This was the most difficult problem at this year's German olympiad, only $16 \%$ of the marks were given to all students. I find that kind of weird, I did not qualify but did find this problem rather easy. #toodifficulttoqualifyinbavaria

lemma let $P,Q$ isogonal conjugates WRT the triangle $ABC $ , $\cal{C,C}$$_1,\cal{C}$$_2$ the circumcircles of $ABC,PBC,QBC$ resp. if $P',Q'$ are points of $\cal{C}$$_1,\cal{C}$$_2$ resp.such that $A-P-P'$ are collinear and $A-Q-Q'$ are collinear then $PQ\parallel P'Q'$ .we have previously prove it . back to the problem just take $ P=$ the circumcenter of $I_aBC$ which is the midpoint of arc $\overarc{BC}$ of $\cal{C}$ , $P'=A ,Q=$ the orthocenter of $I_aBC$ which is the symmetric of $I$ wrt the midpoint of $BC$ so $P,Q$ are isogonal wrt $I_aBC$ and $QBCM$ is cyclic then consider $Q'=M$ and applying the lemma yields the result. R HAS

I guess Barycentric coordinates work for this problem.

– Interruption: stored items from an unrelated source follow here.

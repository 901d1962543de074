use std::collections::BTreeMap;

use chrono::{DateTime, Utc};

use crate::domain::repository::{ShoppingCartRepository, UserRepository};
use crate::domain::types::{CartIngredient, ShoppingList, ShoppingListItem};
use crate::error::ApiError;

/// Sum cart lines per (name, unit), ordered by name then unit.
pub fn aggregate(lines: impl IntoIterator<Item = CartIngredient>) -> Vec<ShoppingListItem> {
    let mut totals: BTreeMap<(String, String), i64> = BTreeMap::new();
    for line in lines {
        *totals
            .entry((line.name, line.measurement_unit))
            .or_default() += line.amount;
    }
    totals
        .into_iter()
        .map(|((name, measurement_unit), amount)| ShoppingListItem {
            name,
            measurement_unit,
            amount,
        })
        .collect()
}

/// Render the plain-text shopping list.
pub fn render(first_name: &str, now: DateTime<Utc>, items: &[ShoppingListItem]) -> String {
    let mut out = format!(
        "Shopping list for:\n\n{first_name}\n{}\n\n",
        now.format("%d/%m/%Y %H:%M")
    );
    for item in items {
        out.push_str(&format!(
            "{}: {} {}\n",
            item.name, item.amount, item.measurement_unit
        ));
    }
    out.push_str("\nCompiled with Foodgram");
    out
}

pub fn filename(username: &str) -> String {
    format!("{username}_shopping_list.txt")
}

// ── DownloadShoppingList ─────────────────────────────────────────────────────

pub struct DownloadShoppingListUseCase<U: UserRepository, C: ShoppingCartRepository> {
    pub users: U,
    pub carts: C,
}

impl<U: UserRepository, C: ShoppingCartRepository> DownloadShoppingListUseCase<U, C> {
    pub async fn execute(&self, user_id: i32, now: DateTime<Utc>) -> Result<ShoppingList, ApiError> {
        let user = self
            .users
            .find_by_id(user_id)
            .await?
            .ok_or(ApiError::UserNotFound)?;
        let items = aggregate(self.carts.cart_ingredients(user_id).await?);
        Ok(ShoppingList {
            filename: filename(&user.username),
            body: render(&user.first_name, now, &items),
        })
    }
}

[asy][asy]size(7.5cm); pair A=(2,9),B=(0,0),C=(10,0),I,K,D,Dp,Ia,O,H,M,P; I=incenter(A,B,C);K=(B+C)/2;D=foot(I,B,C);Dp=2*K-D; O=extension(A,I,K,bisectorpoint(B,C));Ia=2*O-I; H=B+C-I;M=2*Dp-Ia;P=2*I-D; draw(circumcircle(A,B,C)^^circumcircle(Ia,B,C),green);draw(circle(I,abs(I-D)),orange); D(MP("A",A,N)--MP("B",B,S)--MP("D",D,S)--MP("K",K,S)--MP("D' ",Dp,SE)--MP("C",C,S)--A); D(A--MP("I",I,NE)--MP("O",O,SW)--MP("I_a",Ia,S)--MP("H",H,E)--MP("M",M,NE)--A,magenta); D(A--MP("P",P,E)--Dp,magenta);draw(P--I--D^^I--H--B--I--C--H--O^^B--Ia--C,magenta); dot(A^^B^^C^^I^^K^^D^^Dp^^O^^Ia^^H^^M^^P); [/asy][/asy] This is basically three well-known configurations tied together: Fact 5: In $\triangle ABC$, the midpoint of the arc $BC$ not containing $A$ is the center of $\odot (IBCI_a)$. Diameter of Incircle Lemma: In $\triangle ABC$, $A$, the antipode of the intouch point on $BC$ (wrt incircle) and the extouch point on $BC$ are collinear. Orthocenter-Parallelogram Lemma: (I made that name up) In $\triangle ABC$ with orthocenter $H$, and $A$'s antipode $A'$, $BHCA'$ is a parallelogram. In the main problem, let $O,H$ be the circumcenter and orthocenter of $I_aBC$ respectively. In $\triangle ABC$ let $D,D'$ be the in- and extouch point on $BC$ respectively, $K$ the midpoint of $BC$, $I$ the incenter. By Fact 5, $O$ is the midpoint of arc $BC$ and the midpoint of $II_a$. Also if $P$ is the antipode of $D$ in $\odot (I)$, we have $IK||PD'$, so by the Diameter of Incircle Lemma, $IK||AD$. Finally by the Orthocenter-Parallelogram Lemma applied to $I_aBC$, $H,K,I$ are collinear, so $IH||AD$. Now that all the pieces are together, we simply note that $$IH||AD\implies \frac{I_aI}{I_aA}=\frac{I_aH}{I_aD}\implies \frac{2I_aO}{I_aA}=\frac{I_aH}{\frac12 I_aM}\implies \frac{I_aO}{I_aA}=\frac{I_aH}{I_aM}\implies AM||OH$$And this gets the job done. $\blacksquare$

What program do you use to draw ? It's so nice.

That is Asymptote

The result follows from a result I found sometime ago. Let $ABC$ be a triangle. A triangle $DBC$ is completed which is similar to the orthic triangle $H_aH_bH_c$ and oriented similarly. Prove that the reflection of $AD$ in $BC$ is parallel to the Euler line of $ABC.$ Proof : Let the reflection of $ A$ in $BC$ be $A'.$ Let the orthocenter and circumcenter of $A'BC$ be $H,O$ resp. Then the circles $(BHC), (BOC)$ are conjugates under the $\sqrt{bc}$ inversion and flip in $A'BC$. So the reflection of $A$ in $BC$, i.e.$ A'$, is the image of $O$, and the point $D$ is the image of $H$. So we know that $OH$ and $AD$ are parallel, and this completes the proof.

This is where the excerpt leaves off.